I am sure someone can make MUCH better woofers easily than the a/d/s/ RS-10 if they would just try to stick to making recordings sound like live *unamplified music*...instead of just unnatural sounding low distortion slam that simply makes recordings sound like recordings.

The issue is when marketing and sales tells engineers to focus on the wrong thing. Since the 1990's I see this marketing and sales driven design focus kill end quality (look at Mercedes Benz cars designed after 1995 until say 2011) ... _*we got sold the "sizzle" without the "steak".*_

And many products became souless.

*(The Entec SW-1 subwoofer , which was servo controlled, had extremely low distortion-...in fact one of the lowest which would contradict what I just said - the exception that proves the rule- lol.. and sounded very very real and was my all time favorite...notably _ had a very pliable foam surround_ and I would never suggest a foam surround for the car environment with heat and sun and ozone.) And yes...I once considered how hard it would be to adapt these for the car.
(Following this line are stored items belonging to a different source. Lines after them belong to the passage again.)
impl<'a> Parser<'a> {
    fn new(bytes: &'a [u8], max_depth: usize) -> Self {
        Self {
            cursor: Cursor::new(bytes),
            containers: 0,
            depth: 0,
            max_depth,
        }
    }

    fn error(&self, code: JsonErrorCode, text: impl Into<String>) -> JsonError {
        JsonError {
            code,
            line: self.cursor.line(),
            text: text.into(),
        }
    }

    fn skip_bom(&mut self) -> Result<(), JsonError> {
        let head = self.cursor.remaining();
        if head.starts_with(UTF8_BOM) {
            self.cursor.skip(UTF8_BOM.len());
            return Ok(());
        }
        let foreign = head.starts_with(&[0xFE, 0xFF])
            || head.starts_with(&[0xFF, 0xFE])
            || head.starts_with(&[0x00, 0x00, 0xFE, 0xFF]);
        if foreign {
            return Err(self.error(
                JsonErrorCode::IncompatibleEncoding,
                "Only UTF-8 byte order marks are supported",
            ));
        }
        Ok(())
    }

    fn parse_level(&mut self) -> Result<JsonValue, JsonError> {
        self.cursor.skip_whitespace();
        match self.cursor.peek() {
            None => Err(self.error(JsonErrorCode::Empty, "Unexpected end of JSON text")),
            Some(b'"') => self.parse_string().map(JsonValue::String),
            Some(b'-' | b'0'..=b'9') => self.parse_number(),
            Some(b'[') => self.nested(Self::parse_array),
            Some(b'{') => self.nested(Self::parse_object),
            Some(_) => match self.parse_constant() {
                Some(value) => Ok(value),
                None => Err(self.error(JsonErrorCode::UnknownString, "Unknown token in JSON text")),
            },
        }
    }

    fn parse_constant(&mut self) -> Option<JsonValue> {
        let (word, value): (&[u8], JsonValue) = if self.cursor.starts_with_ignore_case(b"null") {
            (b"null", JsonValue::Null)
        } else if self.cursor.starts_with_ignore_case(b"true") {
            (b"true", JsonValue::Bool(true))
        } else if self.cursor.starts_with_ignore_case(b"false") {
            (b"false", JsonValue::Bool(false))
        } else {
            return None;
        };
        self.cursor.skip(word.len());
        Some(value)
    }

    fn parse_string(&mut self) -> Result<String, JsonError> {
        let start = self.cursor.position();
        self.cursor.advance();

        let mut bytes = Vec::new();
        let mut utf8_seen = false;
        let mut legacy_seen = false;

        loop {
            let Some(byte) = self.cursor.advance() else {
                return Err(self.error(JsonErrorCode::StringEnding, "String not terminated"));
            };
            match byte {
                b'"' => break,
                b'\\' => match self.cursor.advance() {
                    Some(b'u') => {
                        self.cursor.rewind(start);
                        return self.parse_unicode_string();
                    }
                    Some(escape) => bytes.push(self.simple_escape(escape)?),
                    None => {
                        return Err(self.error(JsonErrorCode::StringEnding, "String not terminated"))
                    }
                },
                0x80..=0xFF => {
                    let len = utf8_sequence_len(byte, self.cursor.remaining());
                    if len > 0 {
                        utf8_seen = true;
                        bytes.push(byte);
                        for _ in 0..len {
                            if let Some(next) = self.cursor.advance() {
                                bytes.push(next);
                            }
                        }
                    } else {
                        legacy_seen = true;
                        bytes.push(byte);
                    }
                    if utf8_seen && legacy_seen {
                        self.cursor.rewind(start);
                        return self.parse_unicode_string();
                    }
                }
                _ => bytes.push(byte),
            }
        }

        if legacy_seen {
            return Ok(bytes.iter().map(|&b| char::from(b)).collect());
        }
        String::from_utf8(bytes)
            .map_err(|_| self.error(JsonErrorCode::IllString, "Invalid UTF-8 in string"))
    }

    /// Second pass over a string that needs UTF-16 handling.
    fn parse_unicode_string(&mut self) -> Result<String, JsonError> {
        self.cursor.advance();
        let mut units: Vec<u16> = Vec::new();

        loop {
            let Some(byte) = self.cursor.advance() else {
                return Err(self.error(JsonErrorCode::StringEnding, "String not terminated"));
            };
            match byte {
                b'"' => break,
                b'\\' => match self.cursor.advance() {
                    Some(b'u') => units.push(self.unicode_char()?),
                    Some(escape) => units.push(u16::from(self.simple_escape(escape)?)),
                    None => {
                        return Err(self.error(JsonErrorCode::StringEnding, "String not terminated"))
                    }
                },
                0x80..=0xFF => {
                    let ch = self.utf8_char(byte);
                    let mut buffer = [0u16; 2];
                    units.extend_from_slice(ch.encode_utf16(&mut buffer));
                }
                _ => units.push(u16::from(byte)),
            }
        }

        String::from_utf16(&units)
            .map_err(|_| self.error(JsonErrorCode::IllString, "Unpaired UTF-16 surrogate in string"))
    }

    fn simple_escape(&self, escape: u8) -> Result<u8, JsonError> {
        match escape {
            b'"' => Ok(b'"'),
            b'\\' => Ok(b'\\'),
            b'/' => Ok(b'/'),
            b'b' => Ok(0x08),
            b'f' => Ok(0x0C),
            b'n' => Ok(b'\n'),
            b'r' => Ok(b'\r'),
            b't' => Ok(b'\t'),
            _ => Err(self.error(JsonErrorCode::IllString, "Illegal escape sequence in string")),
        }
    }

    /// Four hex digits after `\u`.
    fn unicode_char(&mut self) -> Result<u16, JsonError> {
        let mut unit: u16 = 0;
        for _ in 0..4 {
            let digit = self
                .cursor
                .peek()
                .and_then(|b| char::from(b).to_digit(16))
                .ok_or_else(|| {
                    self.error(JsonErrorCode::Unicode4Chars, "Unicode escape needs 4 hex digits")
                })?;
            self.cursor.advance();
            unit = (unit << 4) | digit as u16;
        }
        Ok(unit)
    }

    /// Decode a UTF-8 sequence starting with `lead`. A byte that does not
    /// start a well-formed sequence is taken as a Latin-1 character.
    fn utf8_char(&mut self, lead: u8) -> char {
        let len = utf8_sequence_len(lead, self.cursor.remaining());
        if len == 0 {
            return char::from(lead);
        }
        let mut code = u32::from(lead) & (0x7F >> (len + 1));
        for _ in 0..len {
            if let Some(next) = self.cursor.advance() {
                code = (code << 6) | u32::from(next & 0x3F);
            }
        }
        char::from_u32(code).unwrap_or(char::REPLACEMENT_CHARACTER)
    }

    fn parse_number(&mut self) -> Result<JsonValue, JsonError> {
        let start = self.cursor.position();
        if self.cursor.peek() == Some(b'-') {
            self.cursor.advance();
        }
        if self.skip_digits() == 0 {
            return Err(self.error(JsonErrorCode::UnknownString, "Digits expected in number"));
        }

        let mut decimal = false;
        if self.cursor.peek() == Some(b'.') {
            decimal = true;
            self.cursor.advance();
            self.skip_digits();
        }
        if let Some(b'e' | b'E') = self.cursor.peek() {
            decimal = true;
            self.cursor.advance();
            if let Some(b'+' | b'-') = self.cursor.peek() {
                self.cursor.advance();
            }
            if self.skip_digits() == 0 {
                return Err(self.error(JsonErrorCode::UnknownString, "Digits expected in exponent"));
            }
        }

        // The slice only holds ASCII digits, signs, '.' and 'e'.
        let text = String::from_utf8_lossy(self.cursor.slice(start)).into_owned();
        if !decimal {
            if let Ok(number) = text.parse::<i32>() {
                return Ok(JsonValue::Int(number));
            }
        }
        BigDecimal::from_str(&text)
            .map(JsonValue::Decimal)
            .map_err(|_| self.error(JsonErrorCode::UnknownString, format!("Invalid number: {text}")))
    }

    fn skip_digits(&mut self) -> usize {
        let mut count = 0;
        while let Some(b'0'..=b'9') = self.cursor.peek() {
            self.cursor.advance();
            count += 1;
        }
        count
    }

    /// Run a container production one nesting level down.
    fn nested(
        &mut self,
        production: fn(&mut Self) -> Result<JsonValue, JsonError>,
    ) -> Result<JsonValue, JsonError> {
        if self.depth >= self.max_depth {
            return Err(self.error(
                JsonErrorCode::NestingDepth,
                format!("Nesting deeper than {} levels", self.max_depth),
            ));
        }
        self.depth += 1;
        let value = production(self);
        self.depth -= 1;
        value
    }

    fn parse_array(&mut self) -> Result<JsonValue, JsonError> {
        self.cursor.advance();
        self.containers += 1;
        let mut items = Vec::new();

        self.cursor.skip_whitespace();
        if self.cursor.peek() == Some(b']') {
            self.cursor.advance();
            return Ok(JsonValue::Array(items));
        }

        loop {
            items.push(self.parse_level()?);
            self.cursor.skip_whitespace();
            match self.cursor.advance() {
                Some(b',') => continue,
                Some(b']') => break,
                None => return Err(self.error(JsonErrorCode::Empty, "Array not terminated")),
                Some(_) => {
                    return Err(self.error(
                        JsonErrorCode::ArrayElement,
                        "Expected ',' or ']' after array element",
                    ))
                }
            }
        }
        Ok(JsonValue::Array(items))
    }

    fn parse_object(&mut self) -> Result<JsonValue, JsonError> {
        self.cursor.advance();
        self.containers += 1;
        let mut pairs = Vec::new();

        self.cursor.skip_whitespace();
        if self.cursor.peek() == Some(b'}') {
            self.cursor.advance();
            return Ok(JsonValue::Object(pairs));
        }

        loop {
            self.cursor.skip_whitespace();
            if self.cursor.peek() != Some(b'"') {
                return Err(self.error(JsonErrorCode::NoString, "Object member name expected"));
            }
            let name = self.parse_string()?;

            self.cursor.skip_whitespace();
            if self.cursor.advance() != Some(b':') {
                return Err(self.error(
                    JsonErrorCode::ObjNameSep,
                    "Expected ':' between member name and value",
                ));
            }

            let value = self.parse_level()?;
            pairs.push(JsonPair { name, value });

            self.cursor.skip_whitespace();
            match self.cursor.advance() {
                Some(b',') => continue,
                Some(b'}') => break,
                None => return Err(self.error(JsonErrorCode::Empty, "Object not terminated")),
                Some(_) => {
                    return Err(self.error(
                        JsonErrorCode::ObjectElement,
                        "Expected ',' or '}' after object member",
                    ))
                }
            }
        }
        Ok(JsonValue::Object(pairs))
    }
}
Sorry about this soap box. Someone point me to a really musical subwoofer so someday I can edit or erase this.


----------



## vwdave (Jun 12, 2013)

Golden ears: you have some good info, and alot of that I agree with, which is why I am looking at an old school sub. Most of whats out these days is SPL based, with the "cheaper" subwoofers taking below 1000 watts. I need a sub that will give me good output with 400 watts. I also dont want output as much as music.

So I have a question for those who support the Eclipse, they were made by TC sounds. There is a very similar looking subwoofer by TC sounds available at partsexpress.com, and its pretty inexpensive.

TC Sounds Epic 12" DVC Subwoofer 293-650

how is this sub? is it comparable to the Eclipse aluminum sub? I really would love that design but in a brand new speaker. The eclipse that I was look at on ebay has a damaged cone and surround. The price is also going up to a point where I dont want to pay for a damaged speaker if I can get a new one to not much more. I just noticed that int he specs it says that it has 6 mounting holes but the pic shows 8...so is the picture wrong or is it a typo to say it has 6 mounting holes?

A member on this site has an xmax that he is willing to let me try out and purchase if I like it. I think I will give it a try. If I like it, then I will buy it. If its not what I want, I might just take a leap of faith and buy this TC subwoofer.

I am also working with a seller of a PPI pro sub as well. I might just buy that one and hang onto it in case the others dont work out.

Cliffs Notes: I am working on an Xmax audition, PPI pro price to just buy, and looking at what seems to be a brand new version of the Eclipse sub if nothing else works out.


----------



## eisnerracing (Sep 14, 2010)

Golden Ears said:


> Yes... people have this wild idea about insane value with these a/d/s/ RS-10 subs.
> 
> Not sure why.
> 
> ...



Well put my almost same thoughts - and I do think the label
Audiofile or sq gets used more than it should I. Car audio
Home audiofile grade speakers cables start at $1000 not the mention 
Mono block tube amps , cables etc as well as a starting 
Pair of towers at $2000 ea 

I know people that say I have an audiofile grade car audio 
System and cost me $4000 I'm sure it sounds great 
But audiofile experts spend that on speaker wire or a set of 
Speaker isolation platforms for there $10k speakers 

I believe keep it as simple as you can with the highest quality
For best results - I collected many trophies with 
2 tweeters 2 6.5 mid range drivers and 2 tens 
Full fiber optic c-90 and a xdp4000 time correction is key in 
Automotive audio. 

Some of the beat sounding speakers are still to this day paper go figure .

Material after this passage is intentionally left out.